I farm in Goodhue County, and I don’t believe the proposed ordinance changes are a good idea (Article 11 – Performance Standards, Section 24 – Preservation of Farming Practices).

This ordinance defines our shared expectations for best agricultural practices, good stewardship of our farmland, our livestock, our waters, and quality of life for all of us. It should stand. It should not be changed.

Proposed by one of the largest feedlot owners in the county, the changes would eliminate the county's recognition that feedlots of 1,000 animal units or more may be at greater risk for problems or "nuisance" because of their size and animal concentration: 1,000 cows/10,000 piglets/3,333 finishing hogs/2,500 sows.

These changes also abandon the clear statements defining when a farming operation may become a "nuisance" and the potential risks that the county understands about these large feedlots.
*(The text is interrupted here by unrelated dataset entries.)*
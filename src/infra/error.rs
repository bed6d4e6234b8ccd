use std::path::Path;

use thiserror::Error;

/// Failures of the runtime around the services: files, the database pool, logging, settings.
#[derive(Debug, Error)]
pub enum InfraError {
    #[error("{context}: {source}")]
    Io {
        context: String,
        #[source]
        source: std::io::Error,
    },
    #[error("database unavailable: {0}")]
    Database(#[from] sqlx::Error),
    #[error("telemetry initialization failed: {0}")]
    Telemetry(String),
    #[error("configuration error: {message}")]
    Configuration { message: String },
}

impl InfraError {
    pub fn io(context: impl Into<String>, source: std::io::Error) -> Self {
        Self::Io {
            context: context.into(),
            source,
        }
    }

    /// I/O failure while reading or writing `path`.
    pub fn file(action: &str, path: &Path, source: std::io::Error) -> Self {
        Self::io(format!("failed to {action} {}", path.display()), source)
    }

    pub fn configuration(message: impl Into<String>) -> Self {
        Self::Configuration {
            message: message.into(),
        }
    }

    pub fn telemetry(message: impl Into<String>) -> Self {
        Self::Telemetry(message.into())
    }
}

#[cfg(test)]
mod tests {
    use super::*;

    #[test]
    fn file_errors_name_the_path() {
        let err = InfraError::file(
            "read",
            Path::new("users.csv"),
            std::io::Error::from(std::io::ErrorKind::NotFound),
        );
        assert!(err.to_string().starts_with("failed to read users.csv: "));
    }
}
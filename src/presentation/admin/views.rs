use askama::Template;

use crate::cache::CacheStats;
use crate::presentation::views::LayoutChrome;

#[derive(Clone)]
pub struct AdminNavigationItemView {
    pub label: &'static str,
    pub href: &'static str,
    pub is_active: bool,
}

#[derive(Clone)]
pub struct AdminLayout<T> {
    pub chrome: LayoutChrome,
    pub asset_version: String,
    pub navigation: Vec<AdminNavigationItemView>,
    pub content: T,
}

impl<T> AdminLayout<T> {
    pub fn new(chrome: LayoutChrome, active: &str, content: T) -> Self {
        Self {
            navigation: navigation(active, chrome.account.is_admin),
            chrome,
            asset_version: asset_version(),
            content,
        }
    }
}

fn asset_version() -> String {
    env!("CARGO_PKG_VERSION").to_string()
}

const SUPERUSER_NAV: [(&str, &str); 3] = [
    ("Dashboard", "/admin/"),
    ("Recently modified", "/admin/recent/"),
    ("Help", "/admin/help/"),
];

const ADMIN_NAV: [(&str, &str); 4] = [
    ("Users", "/admin/users/"),
    ("Groups", "/admin/users/listgroups/"),
    ("Sidebar", "/admin/edit/sidebar/"),
    ("Cache", "/admin/memcache_info/"),
];

fn navigation(active: &str, is_admin: bool) -> Vec<AdminNavigationItemView> {
    let admin: &[(&str, &str)] = if is_admin { &ADMIN_NAV } else { &[] };
    SUPERUSER_NAV
        .iter()
        .chain(admin.iter())
        .map(|(label, href)| AdminNavigationItemView {
            label,
            href,
            is_active: *href == active,
        })
        .collect()
}

pub struct AdminNoticeView {
    pub text: String,
}

impl AdminNoticeView {
    /// Maps the `m` query parameter to the notice shown above a form.
    pub fn from_code(code: Option<&str>) -> Option<Self> {
        let text = match code? {
            "msgChangesSaved" => "Your changes have been saved.",
            "msgPageCreated" => "The page has been created.",
            "msgFileUploaded" => "The file has been attached.",
            _ => return None,
        };
        Some(Self {
            text: text.to_string(),
        })
    }
}

pub struct AdminDashboardView {
    pub title: String,
    pub root_edit_href: Option<String>,
    pub new_page_href: String,
}

#[derive(Template)]
#[template(path = "admin/dashboard.html")]
pub struct AdminDashboardTemplate {
    pub view: AdminLayout<AdminDashboardView>,
}

pub struct AdminHelpView {
    pub title: String,
}

#[derive(Template)]
#[template(path = "admin/help.html")]
pub struct AdminHelpTemplate {
    pub view: AdminLayout<AdminHelpView>,
}

pub struct AdminRecentRowView {
    pub title: String,
    pub view_href: String,
    pub edit_href: String,
    pub modified: String,
}

pub struct AdminRecentView {
    pub title: String,
    pub pages: Vec<AdminRecentRowView>,
}

#[derive(Template)]
#[template(path = "admin/recent.html")]
pub struct AdminRecentTemplate {
    pub view: AdminLayout<AdminRecentView>,
}

pub struct AdminFileRowView {
    pub id: String,
    pub name: String,
    pub href: String,
    pub extension: String,
    pub is_link: bool,
    pub hidden: bool,
    pub delete_action: String,
}

pub struct AdminGroupOptionView {
    pub id: String,
    pub name: String,
}

pub struct AdminGranteeView {
    pub id: String,
    pub label: String,
}

pub struct AdminAclEditorView {
    pub page_id: String,
    pub inherits: bool,
    pub global_write: bool,
    pub global_read: bool,
    pub write_groups: Vec<AdminGranteeView>,
    pub read_groups: Vec<AdminGranteeView>,
    pub write_users: Vec<AdminGranteeView>,
    pub read_users: Vec<AdminGranteeView>,
    pub groups_without_write: Vec<AdminGroupOptionView>,
    pub groups_without_read: Vec<AdminGroupOptionView>,
}

pub struct AdminPageEditorView {
    pub heading: String,
    pub form_action: String,
    pub page_id: Option<String>,
    pub parent_id: Option<String>,
    pub name: String,
    pub title: String,
    pub content: String,
    pub is_root: bool,
    pub error_message: Option<String>,
    pub notice: Option<AdminNoticeView>,
    pub view_href: Option<String>,
    pub new_child_href: Option<String>,
    pub download_href: Option<String>,
    pub delete_action: Option<String>,
    pub sidebar_action: Option<String>,
    pub in_sidebar: bool,
    pub files: Vec<AdminFileRowView>,
    pub acl: Option<AdminAclEditorView>,
}

impl AdminPageEditorView {
    pub fn has_files(&self) -> bool {
        !self.files.is_empty()
    }
}

#[derive(Template)]
#[template(path = "admin/edit_page.html")]
pub struct AdminPageEditorTemplate {
    pub view: AdminLayout<AdminPageEditorView>,
}

pub struct AdminSidebarEditorView {
    pub yaml: String,
    pub error_message: Option<String>,
}

#[derive(Template)]
#[template(path = "admin/edit_sidebar.html")]
pub struct AdminSidebarEditorTemplate {
    pub view: AdminLayout<AdminSidebarEditorView>,
}

pub struct AdminUserRowView {
    pub email: String,
    pub is_superuser: bool,
    pub edit_href: String,
}

pub struct AdminGroupRowView {
    pub id: String,
    pub name: String,
    pub description: String,
    pub member_count: usize,
    pub members_href: String,
    pub edit_href: String,
    pub delete_action: String,
}

pub struct AdminGroupListView {
    pub heading: String,
    pub groups: Vec<AdminGroupRowView>,
    pub all_users_href: String,
    pub new_group_href: String,
}

impl AdminGroupListView {
    pub fn has_groups(&self) -> bool {
        !self.groups.is_empty()
    }
}

#[derive(Template)]
#[template(path = "admin/list_groups.html")]
pub struct AdminGroupListTemplate {
    pub view: AdminLayout<AdminGroupListView>,
}

pub struct AdminUserListView {
    pub heading: String,
    pub users: Vec<AdminUserRowView>,
}

#[derive(Template)]
#[template(path = "admin/view_group.html")]
pub struct AdminUserListTemplate {
    pub view: AdminLayout<AdminUserListView>,
}

pub struct AdminGroupEditorView {
    pub heading: String,
    pub form_action: String,
    pub name: String,
    pub description: String,
    pub error_message: Option<String>,
}

#[derive(Template)]
#[template(path = "admin/edit_group.html")]
pub struct AdminGroupEditorTemplate {
    pub view: AdminLayout<AdminGroupEditorView>,
}

pub struct AdminUserLookupView {
    pub email: String,
    pub error_message: Option<String>,
}

#[derive(Template)]
#[template(path = "admin/find_user.html")]
pub struct AdminUserLookupTemplate {
    pub view: AdminLayout<AdminUserLookupView>,
}

pub struct AdminMembershipView {
    pub group_name: String,
    pub action: String,
}

pub struct AdminUserEditorView {
    pub email: String,
    pub form_action: String,
    pub is_superuser: bool,
    pub memberships: Vec<AdminMembershipView>,
    pub available_groups: Vec<AdminMembershipView>,
}

#[derive(Template)]
#[template(path = "admin/edit_user.html")]
pub struct AdminUserEditorTemplate {
    pub view: AdminLayout<AdminUserEditorView>,
}

pub struct AdminRejectedLineView {
    pub line: usize,
    pub content: String,
    pub reason: &'static str,
}

pub struct AdminBulkUsersView {
    pub users_text: String,
    pub imported: Option<usize>,
    pub rejected: Vec<AdminRejectedLineView>,
}

impl AdminBulkUsersView {
    pub fn has_rejections(&self) -> bool {
        !self.rejected.is_empty()
    }
}

#[derive(Template)]
#[template(path = "admin/bulk_edit_users.html")]
pub struct AdminBulkUsersTemplate {
    pub view: AdminLayout<AdminBulkUsersView>,
}

pub struct AdminCacheInfoView {
    pub hits: u64,
    pub misses: u64,
    pub evictions: u64,
    pub flushes: u64,
    pub items: usize,
    pub capacity: usize,
    pub hit_ratio: String,
    pub flush_action: String,
}

impl From<CacheStats> for AdminCacheInfoView {
    fn from(info: CacheStats) -> Self {
        let lookups = info.hits + info.misses;
        let hit_ratio = if lookups == 0 {
            "n/a".to_string()
        } else {
            format!("{:.1}%", info.hits as f64 * 100.0 / lookups as f64)
        };
        Self {
            hits: info.hits,
            misses: info.misses,
            evictions: info.evictions,
            flushes: info.flushes,
            items: info.items,
            capacity: info.capacity,
            hit_ratio,
            flush_action: "/admin/memcache_info/flush/".to_string(),
        }
    }
}

#[derive(Template)]
#[template(path = "admin/memcache_info.html")]
pub struct AdminCacheInfoTemplate {
    pub view: AdminLayout<AdminCacheInfoView>,
}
Nobody wants their farming operation to be called a "nuisance." That term just means there's a serious problem with a farming operation whose actions may cause any of these harms described in Section 24:

  • injury from negligence or improper agricultural operation
  • ignoring State or local laws and ordinances
  • injury or threat to health or safety
  • pollution of waters

These standards should not be eliminated. They are clear, reasonable and cautionary descriptions of what we should NOT DO. And I believe we don't because farming neighbors have an unspoken understanding that we will use our best farming practices to maintain and improve the quality of our farmland, our livestock, our farming operations and our lives. I believe we live together and share values that contribute to our common good. And we solve our problems cooperatively.

But when a farming operation causes problems, and face-to-face communication doesn't work, we need these well-specified standards to reinforce our expectations of each other.

There are over 1,000 small farming operations in Goodhue County and only 22 feedlots of 1,000 animal units or more. Our carefully developed ordinance should serve all of us, not be changed to serve this small special interest group.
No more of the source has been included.